Optimisation of an EPR dosimetry system for robust and high precision dosimetry

Abstract

Clinical applications of electron paramagnetic resonance (EPR) dosimetry systems demand high accuracy causing time consuming analysis. The need for high spatial resolution dose measurements in regions with steep dose gradients demands small sized dosimeters. An optimization of the analysis was therefore needed to limit the time consumption. The aim of this work was to introduce a new smaller lithium formate dosimeter model (diameter reduced from standard diameter 4.5 mm to 3 mm and height from 4.8 mm to 3 mm). To compensate for reduced homogeneity in a batch of the smaller dosimeters, a method for individual sensitivity correction suitable for EPR dosimetry was tested. Sensitivity and repeatability was also tested for a standard EPR resonator and a super high Q (SHQE) one. The aim was also to optimize the performance of the dosimetry system for better efficiency regarding measurement time and precision.
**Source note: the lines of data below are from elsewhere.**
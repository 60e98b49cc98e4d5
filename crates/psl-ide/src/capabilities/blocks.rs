//! Tables for top-level blocks and the bodies of datasources and generators.

use super::{Entry, Gate, PreviewFeature, Provider};

/// Top-level block keywords.
pub const BLOCK_TYPES: &[Entry] = &[
    Entry::always("datasource"),
    Entry::always("generator"),
    Entry::always("model"),
    Entry::gated("enum", Gate::ExceptProviders(&[Provider::Sqlite])),
    Entry::gated("type", Gate::Providers(&[Provider::Mongodb])),
    Entry::gated("view", Gate::Feature(PreviewFeature::Views)),
];

/// Keys of a datasource block.
pub const DATASOURCE_FIELDS: &[Entry] = &[
    Entry::always("provider"),
    Entry::always("url"),
    Entry::always("shadowDatabaseUrl"),
    Entry::always("directUrl"),
    Entry::always("relationMode"),
    Entry::gated(
        "extensions",
        Gate::ProvidersWithFeature(&[Provider::Postgresql], PreviewFeature::PostgresqlExtensions),
    ),
    Entry::gated(
        "schemas",
        Gate::Providers(&[
            Provider::Postgresql,
            Provider::Cockroachdb,
            Provider::Sqlserver,
        ]),
    ),
];

/// Keys of a datasource holding a connection string, with the environment
/// variable conventionally used for each.
pub const URL_FIELDS: &[(&str, &str)] = &[
    ("url", "DATABASE_URL"),
    ("shadowDatabaseUrl", "SHADOW_DATABASE_URL"),
    ("directUrl", "DIRECT_URL"),
];

/// Values of `relationMode`.
pub const RELATION_MODES: &[&str] = &["foreignKeys", "prisma"];

/// Generator providers known to this build.
pub const GENERATOR_PROVIDERS: &[&str] = &["prisma-client-js", "prisma-client"];

/// The generator provider a key set belongs to.
#[derive(Debug, Clone, Copy, PartialEq, Eq)]
pub enum GeneratorFlavor {
    /// No `provider` yet.
    Unset,
    /// `prisma-client-js`
    ClientJs,
    /// `prisma-client`
    Client,
    /// Any third-party generator.
    Other,
}

impl GeneratorFlavor {
    /// Classifies a generator by its provider value.
    #[must_use]
    pub fn from_provider(provider: Option<&str>) -> Self {
        match provider {
            None => Self::Unset,
            Some("prisma-client-js") => Self::ClientJs,
            Some("prisma-client") => Self::Client,
            Some(_) => Self::Other,
        }
    }

    /// Keys valid in a generator of this flavor, in suggestion order.
    #[must_use]
    pub fn fields(self) -> &'static [&'static str] {
        match self {
            Self::Unset => &["provider"],
            Self::ClientJs => &["previewFeatures", "output", "engineType", "binaryTargets"],
            Self::Client => &[
                "previewFeatures",
                "output",
                "runtime",
                "moduleFormat",
                "generatedFileExtension",
                "importFileExtension",
            ],
            Self::Other => &["previewFeatures", "output"],
        }
    }

    /// Closed literal set of a generator key, if the key has one for this flavor.
    #[must_use]
    pub fn literals(self, key: &str) -> Option<&'static [&'static str]> {
        match (self, key) {
            (_, "provider") => Some(GENERATOR_PROVIDERS),
            (Self::ClientJs, "engineType") => Some(ENGINE_TYPES),
            (Self::Client, "runtime") => Some(RUNTIMES),
            (Self::Client, "moduleFormat") => Some(MODULE_FORMATS),
            (Self::Client, "generatedFileExtension") => Some(GENERATED_FILE_EXTENSIONS),
            (Self::Client, "importFileExtension") => Some(IMPORT_FILE_EXTENSIONS),
            _ => None,
        }
    }
}

/// Values of `engineType`.
pub const ENGINE_TYPES: &[&str] = &["library", "binary", "client"];

/// Values of `runtime`.
pub const RUNTIMES: &[&str] = &[
    "nodejs",
    "node",
    "deno",
    "bun",
    "deno-deploy",
    "workerd",
    "cloudflare",
    "edge-light",
    "vercel",
    "react-native",
];

/// Values of `moduleFormat`.
pub const MODULE_FORMATS: &[&str] = &["esm", "cjs"];

/// Values of `generatedFileExtension`.
pub const GENERATED_FILE_EXTENSIONS: &[&str] = &["ts", "mts", "cts"];

/// Values of `importFileExtension`; the empty string means "no extension".
pub const IMPORT_FILE_EXTENSIONS: &[&str] = &["ts", "mts", "cts", "js", "mjs", "cjs", ""];

/// Platforms accepted by `binaryTargets`.
pub const BINARY_TARGETS: &[&str] = &[
    "native",
    "darwin",
    "darwin-arm64",
    "windows",
    "debian-openssl-1.0.x",
    "debian-openssl-1.1.x",
    "debian-openssl-3.0.x",
    "rhel-openssl-1.0.x",
    "rhel-openssl-1.1.x",
    "rhel-openssl-3.0.x",
    "linux-musl",
    "linux-musl-openssl-3.0.x",
    "linux-musl-arm64-openssl-1.1.x",
    "linux-musl-arm64-openssl-3.0.x",
    "linux-arm64-openssl-1.0.x",
    "linux-arm64-openssl-1.1.x",
    "linux-arm64-openssl-3.0.x",
    "linux-arm-openssl-1.0.x",
    "linux-arm-openssl-1.1.x",
    "linux-arm-openssl-3.0.x",
    "linux-nixos",
    "openbsd",
    "netbsd",
    "freebsd11",
    "freebsd12",
    "freebsd13",
    "freebsd14",
    "freebsd15",
];

#[cfg(test)]
mod tests {
    use super::super::{Capabilities, PreviewFeatures};
    use super::*;

    #[test]
    fn block_types_follow_connector_and_views() {
        let mongo = Capabilities::new(Some(Provider::Mongodb), PreviewFeatures::none());
        assert_eq!(
            mongo.select(BLOCK_TYPES).collect::<Vec<_>>(),
            vec!["datasource", "generator", "model", "enum", "type"]
        );

        let sqlite_views = Capabilities::new(
            Some(Provider::Sqlite),
            [PreviewFeature::Views].into_iter().collect(),
        );
        assert_eq!(
            sqlite_views.select(BLOCK_TYPES).collect::<Vec<_>>(),
            vec!["datasource", "generator", "model", "view"]
        );
    }

    #[test]
    fn extensions_need_postgres_and_feature() {
        let plain = Capabilities::new(Some(Provider::Postgresql), PreviewFeatures::none());
        assert!(!plain.select(DATASOURCE_FIELDS).any(|f| f == "extensions"));
        let enabled = Capabilities::new(
            Some(Provider::Postgresql),
            [PreviewFeature::PostgresqlExtensions].into_iter().collect(),
        );
        assert!(enabled.select(DATASOURCE_FIELDS).any(|f| f == "extensions"));
    }

    #[test]
    fn generator_literals_depend_on_flavor() {
        assert_eq!(GeneratorFlavor::Client.literals("runtime"), Some(RUNTIMES));
        assert_eq!(GeneratorFlavor::ClientJs.literals("runtime"), None);
        assert_eq!(GeneratorFlavor::ClientJs.literals("engineType"), Some(ENGINE_TYPES));
        assert_eq!(
            GeneratorFlavor::Other.literals("provider"),
            Some(GENERATOR_PROVIDERS)
        );
    }
}
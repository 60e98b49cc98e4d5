//! Project configuration loaded from `psl.toml`.

use serde::Deserialize;
use std::path::{Path, PathBuf};
use tracing::{info, warn};

pub(crate) const CONFIG_FILES: &[&str] = &["psl.toml", ".psl.toml"];

/// Trigger characters used when the project does not configure any.
pub const DEFAULT_TRIGGER_CHARACTERS: &[&str] = &["@", "\"", "."];

/// Project configuration loaded from `psl.toml`.
#[derive(Debug, Clone, PartialEq, Eq)]
pub struct ProjectConfig {
    /// Root directory of the project.
    pub root: PathBuf,
    /// Config file path (if found).
    pub config_path: Option<PathBuf>,
    /// Glob patterns, relative to the root, of documents composed into one schema.
    pub schema_files: Vec<String>,
    /// Characters that start a completion request in the editor.
    pub trigger_characters: Vec<String>,
}

impl ProjectConfig {
    /// Load configuration for a project root.
    ///
    /// A missing file yields defaults. An unreadable or malformed file is
    /// reported with a warning and also yields defaults.
    #[must_use]
    pub fn load(root: &Path) -> Self {
        let Some(path) = find_config_file(root) else {
            return Self::base(root, None);
        };
        let Ok(contents) = std::fs::read_to_string(&path) else {
            warn!("Failed to read psl config at {}", path.display());
            return Self::base(root, Some(path));
        };
        info!("Loaded psl config from {}", path.display());
        Self::from_contents(root, Some(path), &contents)
    }

    /// Builds the configuration from the text of a config file.
    #[must_use]
    pub fn from_contents(root: &Path, config_path: Option<PathBuf>, contents: &str) -> Self {
        let mut config = Self::base(root, config_path);
        let parsed: ConfigFile = match toml::from_str(contents) {
            Ok(parsed) => parsed,
            Err(err) => {
                if let Some(path) = &config.config_path {
                    warn!("Failed to parse psl config at {}: {err}", path.display());
                } else {
                    warn!("Failed to parse psl config: {err}");
                }
                return config;
            }
        };

        config.schema_files = parsed.schema.files;
        if let Some(characters) = parsed.completion.trigger_characters {
            config.trigger_characters = characters
                .into_iter()
                .filter(|character| {
                    let single = character.chars().count() == 1;
                    if !single {
                        warn!("Ignoring trigger character '{character}': expected one character");
                    }
                    single
                })
                .collect();
        }
        config
    }

    /// Schema file patterns joined onto the project root.
    #[must_use]
    pub fn schema_patterns(&self) -> Vec<String> {
        self.schema_files
            .iter()
            .map(|pattern| resolve_path(&self.root, pattern).to_string_lossy().into_owned())
            .collect()
    }

    fn base(root: &Path, config_path: Option<PathBuf>) -> Self {
        Self {
            root: root.to_path_buf(),
            config_path,
            schema_files: Vec::new(),
            trigger_characters: DEFAULT_TRIGGER_CHARACTERS
                .iter()
                .map(ToString::to_string)
                .collect(),
        }
    }
}

#[derive(Debug, Default, Deserialize)]
struct ConfigFile {
    #[serde(default)]
    schema: SchemaSection,
    #[serde(default)]
    completion: CompletionSection,
}

#[derive(Debug, Default, Deserialize)]
struct SchemaSection {
    #[serde(default)]
    files: Vec<String>,
}

#[derive(Debug, Default, Deserialize)]
struct CompletionSection {
    trigger_characters: Option<Vec<String>>,
}

pub(crate) fn find_config_file(root: &Path) -> Option<PathBuf> {
    CONFIG_FILES
        .iter()
        .map(|name| root.join(name))
        .find(|path| path.is_file())
}

fn resolve_path(root: &Path, entry: &str) -> PathBuf {
    let path = PathBuf::from(entry);
    if path.is_absolute() {
        path
    } else {
        root.join(path)
    }
}
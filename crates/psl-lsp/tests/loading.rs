//! Loading multi-file schemas from disk and answering requests against them.

use expect_test::expect;
use psl_lsp::{completion_response, load_schema, LoadError, ProjectConfig};
use std::fs;
use std::path::PathBuf;
use std::time::{SystemTime, UNIX_EPOCH};

fn temp_dir(prefix: &str) -> PathBuf {
    let stamp = SystemTime::now()
        .duration_since(UNIX_EPOCH)
        .unwrap()
        .as_nanos();
    let dir = std::env::temp_dir().join(format!("{prefix}-{stamp}"));
    fs::create_dir_all(&dir).expect("create temp dir");
    dir
}

fn labels(list: &lsp_types::CompletionList) -> Vec<&str> {
    list.items.iter().map(|item| item.label.as_str()).collect()
}

// =============================================================================
// Loading
// =============================================================================

#[test]
fn test_configured_files_join_the_schema() {
    let root = temp_dir("psl-load-multi");
    fs::create_dir_all(root.join("prisma")).unwrap();
    fs::write(
        root.join("psl.toml"),
        "[schema]\nfiles = [\"prisma/*.prisma\"]\n",
    )
    .unwrap();
    fs::write(
        root.join("prisma/schema.prisma"),
        "datasource db {\n  provider = \"postgresql\"\n}\n\nmodel User {\n  id    Int @id\n  posts \n}\n",
    )
    .unwrap();
    fs::write(
        root.join("prisma/post.prisma"),
        "model Post {\n  id Int @id\n}\n",
    )
    .unwrap();

    let config = ProjectConfig::load(&root);
    let loaded = load_schema(&config, &root.join("prisma/schema.prisma")).unwrap();
    // The target is also matched by the pattern but is only added once.
    assert_eq!(loaded.schema.documents().len(), 2);
    assert_eq!(loaded.schema.documents()[0].uri(), loaded.uri);

    let list = completion_response(
        &loaded.schema,
        &loaded.uri,
        lsp_types::Position::new(6, 8),
        None,
    )
    .unwrap();
    let labels = labels(&list);
    assert!(labels.contains(&"User"));
    assert!(labels.contains(&"Post"));
    assert!(list.is_incomplete);

    fs::remove_dir_all(root).ok();
}

#[test]
fn test_target_alone_without_config() {
    let root = temp_dir("psl-load-single");
    fs::write(root.join("schema.prisma"), "model A {\n  id Int @id\n}\n").unwrap();

    let config = ProjectConfig::load(&root);
    let loaded = load_schema(&config, &root.join("schema.prisma")).unwrap();
    assert_eq!(loaded.schema.documents().len(), 1);
    assert!(loaded.uri.starts_with("file:///"));
    assert!(loaded.uri.ends_with("/schema.prisma"));

    fs::remove_dir_all(root).ok();
}

#[test]
fn test_missing_target_is_an_io_error() {
    let root = temp_dir("psl-load-missing");
    let config = ProjectConfig::load(&root);
    let err = load_schema(&config, &root.join("absent.prisma")).unwrap_err();
    assert!(matches!(err, LoadError::Io { .. }));
    assert!(err.to_string().contains("absent.prisma"));

    fs::remove_dir_all(root).ok();
}

#[test]
fn test_invalid_pattern_is_reported() {
    let root = temp_dir("psl-load-pattern");
    fs::write(root.join("schema.prisma"), "").unwrap();
    let config = ProjectConfig::from_contents(&root, None, "[schema]\nfiles = [\"[\"]\n");
    let err = load_schema(&config, &root.join("schema.prisma")).unwrap_err();
    assert!(matches!(err, LoadError::Pattern { ref pattern, .. } if pattern.ends_with('[')));

    fs::remove_dir_all(root).ok();
}

// =============================================================================
// Responses
// =============================================================================

#[test]
fn test_response_serializes_as_protocol_json() {
    let root = temp_dir("psl-load-json");
    fs::write(root.join("schema.prisma"), "enum Role {\n  ADMIN \n}\n").unwrap();
    let config = ProjectConfig::load(&root);
    let loaded = load_schema(&config, &root.join("schema.prisma")).unwrap();

    let response = completion_response(
        &loaded.schema,
        &loaded.uri,
        lsp_types::Position::new(1, 8),
        None,
    );
    let json = serde_json::to_string(&response).unwrap();
    expect![[r#"{"isIncomplete":false,"items":[{"label":"@map","kind":10,"sortText":"00000"}]}"#]]
        .assert_eq(&json);

    let response = completion_response(
        &loaded.schema,
        &loaded.uri,
        lsp_types::Position::new(0, 6),
        None,
    );
    assert_eq!(serde_json::to_string(&response).unwrap(), "null");

    fs::remove_dir_all(root).ok();
}
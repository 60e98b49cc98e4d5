//! Shared helpers for completion tests.
#![allow(dead_code, unused_imports)]

pub use expect_test::{expect, Expect};
pub use psl_ide::{complete, completion_context, CompletionContext, CompletionList};
pub use psl_syntax::{Position, Schema, TextSize};

pub const URI: &str = "file:///schema.prisma";

/// Parses `source` with the `|` cursor marker removed.
pub fn fixture(source: &str) -> (Schema, Position) {
    let cursor = source.find('|').expect("cursor marker");
    let mut cleaned = source.to_string();
    cleaned.remove(cursor);
    let schema = Schema::single_file(URI, cleaned);
    let position = schema.documents()[0].position(TextSize::from(cursor as u32));
    (schema, position)
}

/// Completions at the cursor marker.
pub fn completions(source: &str) -> Option<CompletionList> {
    let (schema, position) = fixture(source);
    complete(&schema, URI, position)
}

/// Labels at the cursor marker, empty when there is no context.
pub fn labels(source: &str) -> Vec<String> {
    completions(source)
        .map(|list| list.labels().map(str::to_string).collect())
        .unwrap_or_default()
}

/// Renders a completion list one item per line, kind first.
pub fn render(list: Option<&CompletionList>) -> String {
    let Some(list) = list else {
        return "none\n".to_string();
    };
    let mut out = format!("isIncomplete: {}\n", list.is_incomplete);
    for item in &list.items {
        out.push_str(&format!("{:?} {}\n", item.kind, item.label));
    }
    out
}

/// Compares the rendered completions at the cursor marker.
pub fn check(source: &str, expect: Expect) {
    expect.assert_eq(&render(completions(source).as_ref()));
}

/// Runs `f` on the classified context at the cursor marker.
pub fn with_context<R>(source: &str, f: impl FnOnce(Option<&CompletionContext<'_>>) -> R) -> R {
    let (schema, position) = fixture(source);
    let context = completion_context(&schema, URI, position);
    f(context.as_ref())
}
A systematic investigation of the relationship between measurement uncertainty and number of readouts per dosimeter was performed. The conclusions drawn from this work were that it is possible to decrease the dosimeter size with maintained measurement precision by using the SHQE resonator and introducing individual calibration factors for dosimeter batches. It was also shown that it is possible reduce the number of readouts per dosimeter without significantly decreasing the accuracy in measurements.